How do the Munich data compare to other studies that have helped establish a role for chemotherapy for gastric cancer, irrespective of the intragastric tumor location? The MAGIC trial did show a clear overall survival benefit to perioperative (primarily preoperative) ECF therapy, although only around 25 % of patients with AEG were part of that study.5 Even postoperative chemoradiotherapy has demonstrated treatment-related benefits throughout various gastric cancer location subgroups, with approximately 20 % of patients in the Intergroup trial diagnosed with cardia lesions.1 We would be reluctant to abandon the MAGIC strategy at this stage on the basis of the data provided, or apply the approach selectively on the basis of intragastric location. In the series of Reim et al., only 27 of 551 patients received ECF, and seven different chemotherapy combinations were administered over 20 years, albeit all platinum containing. It is unclear how long the preoperative therapy was administered, but heterogeneity is suspected. Previously, the Munich group has made significant contributions regarding the metabolic response to induction therapy as predictor of subsequent histopathologic response and improved survival.14,15 This has spawned an approach as applied in the MUNICON trial, in which patients with no metabolic response after 14 days of induction therapy would undergo resection rather than prolonged chemotherapy.16 How many patients in the current series underwent metabolic response assessment with which results, and how many received abbreviated therapy? Is the primary tumor histopathologic response under these conditions an appropriate surrogate for the “MAGIC-type” chemotherapy benefit, or is there a survival benefit to patients via extraregional micrometastasis control even when the local tumor shows little response to the treatment administered preoperatively?

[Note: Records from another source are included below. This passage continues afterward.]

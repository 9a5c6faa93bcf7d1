//! 4D Vector type

use std::fmt;
use std::ops::{Index, IndexMut};

use bytemuck::{Pod, Zeroable};
use serde::{Serialize, Deserialize};

use crate::error::{check_len, MathError};

/// 4D Vector with x, y, z, w components
#[repr(C)]
#[derive(Clone, Copy, Debug, Default, PartialEq, Pod, Zeroable, Serialize, Deserialize)]
pub struct Vec4 {
    pub x: f32,
    pub y: f32,
    pub z: f32,
    pub w: f32,
}

impl Vec4 {
    pub const ZERO: Self = Self { x: 0.0, y: 0.0, z: 0.0, w: 0.0 };
    pub const X: Self = Self { x: 1.0, y: 0.0, z: 0.0, w: 0.0 };
    pub const Y: Self = Self { x: 0.0, y: 1.0, z: 0.0, w: 0.0 };
    pub const Z: Self = Self { x: 0.0, y: 0.0, z: 1.0, w: 0.0 };
    pub const W: Self = Self { x: 0.0, y: 0.0, z: 0.0, w: 1.0 };

    /// Create a new Vec4
    #[inline]
    pub const fn new(x: f32, y: f32, z: f32, w: f32) -> Self {
        Self { x, y, z, w }
    }

    #[inline]
    pub const fn splat(v: f32) -> Self {
        Self { x: v, y: v, z: v, w: v }
    }

    #[inline]
    pub fn get(&self, index: usize) -> Option<f32> {
        match index {
            0 => Some(self.x),
            1 => Some(self.y),
            2 => Some(self.z),
            3 => Some(self.w),
            _ => None,
        }
    }

    /// Dot product
    #[inline]
    pub fn dot(self, other: Self) -> f32 {
        self.x * other.x + self.y * other.y + self.z * other.z + self.w * other.w
    }

    /// Length squared (faster than length)
    #[inline]
    pub fn length_squared(self) -> f32 {
        self.dot(self)
    }

    /// Length (magnitude)
    #[inline]
    pub fn length(self) -> f32 {
        self.length_squared().sqrt()
    }

    /// Largest absolute component
    #[inline]
    pub fn max_abs_component(self) -> f32 {
        self.x.abs().max(self.y.abs()).max(self.z.abs()).max(self.w.abs())
    }

    /// True when no component is infinite or NaN
    #[inline]
    pub fn is_finite(self) -> bool {
        self.x.is_finite() && self.y.is_finite() && self.z.is_finite() && self.w.is_finite()
    }

    /// Normalize to unit length
    #[inline]
    pub fn normalized(self) -> Result<Self, MathError> {
        // Divide by the largest component first so the length cannot
        // overflow or underflow for finite input
        let max = self.max_abs_component();
        if !self.is_finite() {
            return Err(MathError::NonFinite);
        }
        if max == 0.0 {
            return Err(MathError::ZeroLength);
        }
        let scaled = self / max;
        Ok(scaled / scaled.length())
    }

    /// Projection onto a non-zero vector
    #[inline]
    pub fn project(self, onto: Self) -> Self {
        debug_assert!(onto != Self::ZERO, "cannot project onto the zero vector");
        onto * (self.dot(onto) / onto.dot(onto))
    }

    /// Rejection from a non-zero vector
    #[inline]
    pub fn reject(self, from: Self) -> Self {
        self - self.project(from)
    }

    /// Component-wise multiplication (Hadamard product)
    #[inline]
    pub fn component_mul(self, other: Self) -> Self {
        Self::new(
            self.x * other.x,
            self.y * other.y,
            self.z * other.z,
            self.w * other.w,
        )
    }

    #[inline]
    pub fn to_array(self) -> [f32; 4] {
        [self.x, self.y, self.z, self.w]
    }
}

impl Index<usize> for Vec4 {
    type Output = f32;
    #[inline]
    fn index(&self, index: usize) -> &f32 {
        match index {
            0 => &self.x,
            1 => &self.y,
            2 => &self.z,
            3 => &self.w,
            _ => panic!("Vec4 index out of range: {}", index),
        }
    }
}

impl IndexMut<usize> for Vec4 {
    #[inline]
    fn index_mut(&mut self, index: usize) -> &mut f32 {
        match index {
            0 => &mut self.x,
            1 => &mut self.y,
            2 => &mut self.z,
            3 => &mut self.w,
            _ => panic!("Vec4 index out of range: {}", index),
        }
    }
}

impl From<[f32; 4]> for Vec4 {
    #[inline]
    fn from(a: [f32; 4]) -> Self {
        Self::new(a[0], a[1], a[2], a[3])
    }
}

impl From<Vec4> for [f32; 4] {
    #[inline]
    fn from(v: Vec4) -> Self {
        v.to_array()
    }
}

impl TryFrom<&[f32]> for Vec4 {
    type Error = MathError;

    fn try_from(components: &[f32]) -> Result<Self, MathError> {
        check_len(components, 4)?;
        Ok(Self::new(components[0], components[1], components[2], components[3]))
    }
}

impl fmt::Display for Vec4 {
    fn fmt(&self, f: &mut fmt::Formatter<'_>) -> fmt::Result {
        write!(f, "({}, {}, {}, {})", self.x, self.y, self.z, self.w)
    }
}

// Operator overloads

impl std::ops::Add for Vec4 {
    type Output = Self;
    #[inline]
    fn add(self, other: Self) -> Self {
        Self::new(
            self.x + other.x,
            self.y + other.y,
            self.z + other.z,
            self.w + other.w,
        )
    }
}

impl std::ops::AddAssign for Vec4 {
    #[inline]
    fn add_assign(&mut self, other: Self) {
        self.x += other.x;
        self.y += other.y;
        self.z += other.z;
        self.w += other.w;
    }
}

impl std::ops::Sub for Vec4 {
    type Output = Self;
    #[inline]
    fn sub(self, other: Self) -> Self {
        Self::new(
            self.x - other.x,
            self.y - other.y,
            self.z - other.z,
            self.w - other.w,
        )
    }
}

impl std::ops::SubAssign for Vec4 {
    #[inline]
    fn sub_assign(&mut self, other: Self) {
        self.x -= other.x;
        self.y -= other.y;
        self.z -= other.z;
        self.w -= other.w;
    }
}

impl std::ops::Mul<f32> for Vec4 {
    type Output = Self;
    #[inline]
    fn mul(self, scalar: f32) -> Self {
        Self::new(
            self.x * scalar,
            self.y * scalar,
            self.z * scalar,
            self.w * scalar,
        )
    }
}

impl std::ops::Mul<Vec4> for f32 {
    type Output = Vec4;
    #[inline]
    fn mul(self, v: Vec4) -> Vec4 {
        v * self
    }
}

impl std::ops::MulAssign<f32> for Vec4 {
    #[inline]
    fn mul_assign(&mut self, scalar: f32) {
        self.x *= scalar;
        self.y *= scalar;
        self.z *= scalar;
        self.w *= scalar;
    }
}

impl std::ops::Neg for Vec4 {
    type Output = Self;
    #[inline]
    fn neg(self) -> Self {
        Self::new(-self.x, -self.y, -self.z, -self.w)
    }
}

impl std::ops::Div<f32> for Vec4 {
    type Output = Self;
    #[inline]
    fn div(self, scalar: f32) -> Self {
        Self::new(
            self.x / scalar,
            self.y / scalar,
            self.z / scalar,
            self.w / scalar,
        )
    }
}

impl std::ops::DivAssign<f32> for Vec4 {
    #[inline]
    fn div_assign(&mut self, scalar: f32) {
        self.x /= scalar;
        self.y /= scalar;
        self.z /= scalar;
        self.w /= scalar;
    }
}

#[cfg(test)]
mod tests {
    use super::*;

    #[test]
    fn test_new() {
        let v = Vec4::new(1.0, 2.0, 3.0, 4.0);
        assert_eq!(v[0], 1.0);
        assert_eq!(v[1], 2.0);
        assert_eq!(v[2], 3.0);
        assert_eq!(v[3], 4.0);
    }

    #[test]
    fn test_dot() {
        let a = Vec4::new(1.0, 2.0, 3.0, 4.0);
        let b = Vec4::new(5.0, 6.0, 7.0, 8.0);
        // 1*5 + 2*6 + 3*7 + 4*8 = 5 + 12 + 21 + 32 = 70
        assert_eq!(a.dot(b), 70.0);
    }

    #[test]
    fn test_length() {
        assert_eq!(Vec4::W.length(), 1.0);
        assert!((Vec4::splat(1.0).length() - 2.0).abs() < 0.0001);
    }

    #[test]
    fn test_normalized() {
        let n = Vec4::new(0.0, 0.0, 0.0, -4.0).normalized().unwrap();
        assert_eq!(n, -Vec4::W);
        assert_eq!(Vec4::ZERO.normalized(), Err(MathError::ZeroLength));
    }

    #[test]
    fn test_project_onto_axis() {
        let v = Vec4::new(1.0, 2.0, 3.0, 4.0);
        assert_eq!(v.project(Vec4::W * 2.0), Vec4::new(0.0, 0.0, 0.0, 4.0));
        assert_eq!(v.reject(Vec4::W), Vec4::new(1.0, 2.0, 3.0, 0.0));
    }

    #[test]
    fn test_add_sub_neg() {
        let a = Vec4::new(1.0, 2.0, 3.0, 4.0);
        let b = Vec4::new(5.0, 6.0, 7.0, 8.0);
        assert_eq!(a + b, Vec4::new(6.0, 8.0, 10.0, 12.0));
        assert_eq!(b - a, Vec4::splat(4.0));
        assert_eq!(a + (-a), Vec4::ZERO);
    }

    #[test]
    fn test_mul_div_scalar() {
        let v = Vec4::new(1.0, 2.0, 3.0, 4.0);
        assert_eq!(v * 2.0, Vec4::new(2.0, 4.0, 6.0, 8.0));
        assert_eq!(2.0 * v, v * 2.0);
        assert_eq!(v / 2.0, Vec4::new(0.5, 1.0, 1.5, 2.0));
    }

    #[test]
    fn test_normalized_extreme_magnitudes() {
        let big = Vec4::new(0.0, 3e30, 0.0, 4e30).normalized().unwrap();
        assert!((big.y - 0.6).abs() < 0.0001);
        assert!((big.w - 0.8).abs() < 0.0001);
        assert_eq!(Vec4::new(0.0, 0.0, -1e-40, 0.0).normalized(), Ok(-Vec4::Z));
        assert_eq!(Vec4::new(f32::NAN, 0.0, 0.0, 0.0).normalized(), Err(MathError::NonFinite));
    }

    #[test]
    fn test_component_mul() {
        let a = Vec4::new(1.0, 2.0, 3.0, 4.0);
        let b = Vec4::new(2.0, 3.0, 4.0, 5.0);
        assert_eq!(a.component_mul(b), Vec4::new(2.0, 6.0, 12.0, 20.0));
    }

    #[test]
    fn test_try_from_slice() {
        let err = Vec4::try_from(&[1.0][..]).unwrap_err();
        assert_eq!(err, MathError::DimensionMismatch { expected: 4, found: 1 });
    }
}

We interpret the implications of this study and the data provided in three ways. Firstly, the authors confirm that responses to induction therapy, especially complete pathologic responses, are linked to superior survival results, as demonstrated earlier.6,7 In addition, responses appear to be associated with stage, at least for AEG lesions. Searching for predictive governors of response, therefore, has become an important therapeutic planning objective, not only for gastric cancer. We believe that these governors are identifiable through molecular pharmacogenomic analyses of the primary tumors (or within the germline), and that these results will provide sufficient predictive detail to individualize preoperative therapy to the point of maximum response achievement in the future. If we were to gamble, we would expect intragastric location to fall off the predictive formula as a result of the emergence of intratumoral molecular parameters of cytotoxic agent sensitivity or genetic polymorphisms of regulatory gene products.17,18 Secondly, the fact that the GC primaries were less likely to respond than AEG cancers should not be interpreted to mean that the GC patients saw no benefit and the AEG patients did; it just appears that the benefit may have been greater in the AEG patients. In neither group is the response rate such to rest our feathers on. Therefore, thirdly, the study supports the perceived need for protocol-based efforts with more specific treatment approaches, rather than routine or indiscriminant use of a certain therapy regimen. Irrespective of whether intragastric location or (more likely) molecular architecture guide this process of navigating the gastric cancer estate in the future, the dream of appropriately individualizing therapy for gastric cancer can become a reality.